If a line in the material below holds the string "Serialization", tally it, then give the tally alone.

[[ Study material open ]]

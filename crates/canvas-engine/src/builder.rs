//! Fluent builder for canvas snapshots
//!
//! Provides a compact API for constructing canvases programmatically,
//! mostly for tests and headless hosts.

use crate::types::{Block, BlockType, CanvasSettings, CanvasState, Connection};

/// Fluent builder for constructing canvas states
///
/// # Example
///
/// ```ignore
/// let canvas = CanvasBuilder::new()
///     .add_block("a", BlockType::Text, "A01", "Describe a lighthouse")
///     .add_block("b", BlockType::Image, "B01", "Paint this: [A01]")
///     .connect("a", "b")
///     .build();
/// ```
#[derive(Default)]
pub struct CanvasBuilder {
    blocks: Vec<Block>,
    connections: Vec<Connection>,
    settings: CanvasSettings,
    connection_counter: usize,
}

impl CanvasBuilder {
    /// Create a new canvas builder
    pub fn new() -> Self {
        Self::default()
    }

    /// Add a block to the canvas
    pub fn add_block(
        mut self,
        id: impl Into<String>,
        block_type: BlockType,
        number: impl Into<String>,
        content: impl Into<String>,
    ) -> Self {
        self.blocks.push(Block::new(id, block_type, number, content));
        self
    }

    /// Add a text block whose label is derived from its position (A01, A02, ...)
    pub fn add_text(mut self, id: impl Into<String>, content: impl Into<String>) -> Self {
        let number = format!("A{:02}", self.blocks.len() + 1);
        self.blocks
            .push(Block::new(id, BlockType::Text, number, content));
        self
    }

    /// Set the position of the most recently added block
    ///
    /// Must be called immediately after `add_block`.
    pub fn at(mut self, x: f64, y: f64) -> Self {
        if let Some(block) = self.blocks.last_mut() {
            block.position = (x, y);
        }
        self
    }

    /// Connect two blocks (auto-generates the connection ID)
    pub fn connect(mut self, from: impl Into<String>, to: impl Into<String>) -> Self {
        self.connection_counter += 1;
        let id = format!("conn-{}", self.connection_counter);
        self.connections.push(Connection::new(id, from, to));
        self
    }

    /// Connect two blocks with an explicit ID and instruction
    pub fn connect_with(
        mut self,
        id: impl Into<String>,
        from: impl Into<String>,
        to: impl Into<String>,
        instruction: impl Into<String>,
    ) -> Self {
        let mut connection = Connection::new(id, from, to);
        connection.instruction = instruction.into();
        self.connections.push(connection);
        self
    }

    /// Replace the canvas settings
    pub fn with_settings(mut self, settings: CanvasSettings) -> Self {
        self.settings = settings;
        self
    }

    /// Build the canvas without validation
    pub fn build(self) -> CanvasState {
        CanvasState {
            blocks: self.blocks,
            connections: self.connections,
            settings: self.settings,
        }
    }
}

[[ Study material closed ]]
[[ Study material open ]]

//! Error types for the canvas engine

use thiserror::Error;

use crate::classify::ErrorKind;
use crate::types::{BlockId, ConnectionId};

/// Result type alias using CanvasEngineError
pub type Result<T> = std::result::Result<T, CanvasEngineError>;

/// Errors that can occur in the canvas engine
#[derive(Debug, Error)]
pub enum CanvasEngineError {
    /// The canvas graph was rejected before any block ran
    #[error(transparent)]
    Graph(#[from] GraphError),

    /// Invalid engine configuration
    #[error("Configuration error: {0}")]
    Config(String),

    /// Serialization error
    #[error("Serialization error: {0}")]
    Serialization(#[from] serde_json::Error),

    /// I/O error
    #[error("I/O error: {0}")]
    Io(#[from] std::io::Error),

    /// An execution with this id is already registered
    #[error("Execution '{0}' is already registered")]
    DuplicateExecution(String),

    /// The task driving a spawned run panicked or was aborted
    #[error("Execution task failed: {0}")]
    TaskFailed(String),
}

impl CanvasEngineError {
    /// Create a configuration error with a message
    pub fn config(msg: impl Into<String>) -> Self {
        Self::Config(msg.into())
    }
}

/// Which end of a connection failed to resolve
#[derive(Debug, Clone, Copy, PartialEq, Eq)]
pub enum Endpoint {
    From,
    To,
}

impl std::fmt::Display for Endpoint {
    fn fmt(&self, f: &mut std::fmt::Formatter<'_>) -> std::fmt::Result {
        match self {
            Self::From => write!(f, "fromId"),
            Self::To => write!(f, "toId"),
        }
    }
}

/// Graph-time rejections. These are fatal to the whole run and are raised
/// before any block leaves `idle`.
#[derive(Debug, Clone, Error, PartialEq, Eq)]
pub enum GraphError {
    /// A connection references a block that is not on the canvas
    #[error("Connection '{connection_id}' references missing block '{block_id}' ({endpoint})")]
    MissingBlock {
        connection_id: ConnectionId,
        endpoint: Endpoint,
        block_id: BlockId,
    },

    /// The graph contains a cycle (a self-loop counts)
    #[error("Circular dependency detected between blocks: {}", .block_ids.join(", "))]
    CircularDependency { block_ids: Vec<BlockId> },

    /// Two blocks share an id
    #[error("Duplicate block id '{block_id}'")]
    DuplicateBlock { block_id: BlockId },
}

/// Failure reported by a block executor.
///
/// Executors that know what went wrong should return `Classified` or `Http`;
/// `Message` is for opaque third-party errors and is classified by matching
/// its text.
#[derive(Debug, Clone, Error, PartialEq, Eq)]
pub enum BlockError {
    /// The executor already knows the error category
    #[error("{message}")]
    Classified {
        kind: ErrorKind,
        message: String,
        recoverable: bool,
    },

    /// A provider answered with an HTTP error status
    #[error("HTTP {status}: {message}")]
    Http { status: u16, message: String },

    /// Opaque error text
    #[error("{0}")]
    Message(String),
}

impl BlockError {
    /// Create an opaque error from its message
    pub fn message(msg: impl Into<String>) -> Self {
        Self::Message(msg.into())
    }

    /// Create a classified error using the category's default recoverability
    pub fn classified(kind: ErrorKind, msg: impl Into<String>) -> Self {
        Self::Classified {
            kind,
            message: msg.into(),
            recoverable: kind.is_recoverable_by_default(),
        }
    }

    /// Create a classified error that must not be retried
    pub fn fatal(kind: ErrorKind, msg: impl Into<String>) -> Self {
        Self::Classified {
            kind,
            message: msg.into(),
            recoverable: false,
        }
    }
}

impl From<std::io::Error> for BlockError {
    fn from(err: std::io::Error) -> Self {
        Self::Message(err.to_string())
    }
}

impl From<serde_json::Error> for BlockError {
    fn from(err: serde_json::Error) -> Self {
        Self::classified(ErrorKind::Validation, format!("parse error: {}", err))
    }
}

[[ Study material closed ]]
[[ Study material open ]]

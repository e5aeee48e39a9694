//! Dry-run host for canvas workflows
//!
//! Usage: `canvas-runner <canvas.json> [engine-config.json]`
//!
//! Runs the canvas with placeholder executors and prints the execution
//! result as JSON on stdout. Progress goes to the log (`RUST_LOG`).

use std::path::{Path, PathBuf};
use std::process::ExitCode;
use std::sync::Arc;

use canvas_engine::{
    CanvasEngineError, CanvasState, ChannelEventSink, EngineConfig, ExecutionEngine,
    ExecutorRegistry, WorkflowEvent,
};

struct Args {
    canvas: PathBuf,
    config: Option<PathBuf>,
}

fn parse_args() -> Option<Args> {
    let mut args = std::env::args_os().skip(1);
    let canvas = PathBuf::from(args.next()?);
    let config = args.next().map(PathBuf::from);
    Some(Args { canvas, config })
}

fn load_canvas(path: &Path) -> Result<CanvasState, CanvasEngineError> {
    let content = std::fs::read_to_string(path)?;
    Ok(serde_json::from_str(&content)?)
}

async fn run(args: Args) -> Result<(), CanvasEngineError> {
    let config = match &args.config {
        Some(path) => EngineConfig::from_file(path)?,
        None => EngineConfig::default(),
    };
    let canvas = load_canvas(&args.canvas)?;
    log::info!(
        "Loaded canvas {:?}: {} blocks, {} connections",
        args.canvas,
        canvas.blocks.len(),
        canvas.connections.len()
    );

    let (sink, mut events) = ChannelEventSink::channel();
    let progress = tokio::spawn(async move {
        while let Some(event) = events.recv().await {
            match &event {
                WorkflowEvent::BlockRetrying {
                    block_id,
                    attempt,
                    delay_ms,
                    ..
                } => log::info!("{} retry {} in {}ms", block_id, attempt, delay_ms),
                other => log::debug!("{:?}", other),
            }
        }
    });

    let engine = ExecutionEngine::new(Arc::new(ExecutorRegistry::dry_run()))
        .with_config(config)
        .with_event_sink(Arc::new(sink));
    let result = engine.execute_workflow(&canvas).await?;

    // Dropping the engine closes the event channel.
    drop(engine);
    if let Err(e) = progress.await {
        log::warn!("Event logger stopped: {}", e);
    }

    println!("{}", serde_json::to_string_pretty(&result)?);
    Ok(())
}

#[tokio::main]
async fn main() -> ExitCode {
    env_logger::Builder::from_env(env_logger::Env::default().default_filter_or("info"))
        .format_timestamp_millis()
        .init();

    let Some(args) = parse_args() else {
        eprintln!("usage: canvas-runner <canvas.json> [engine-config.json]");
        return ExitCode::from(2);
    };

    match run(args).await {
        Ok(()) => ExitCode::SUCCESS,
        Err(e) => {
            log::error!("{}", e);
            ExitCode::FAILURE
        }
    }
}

[[ Study material closed ]]

Your solution: 3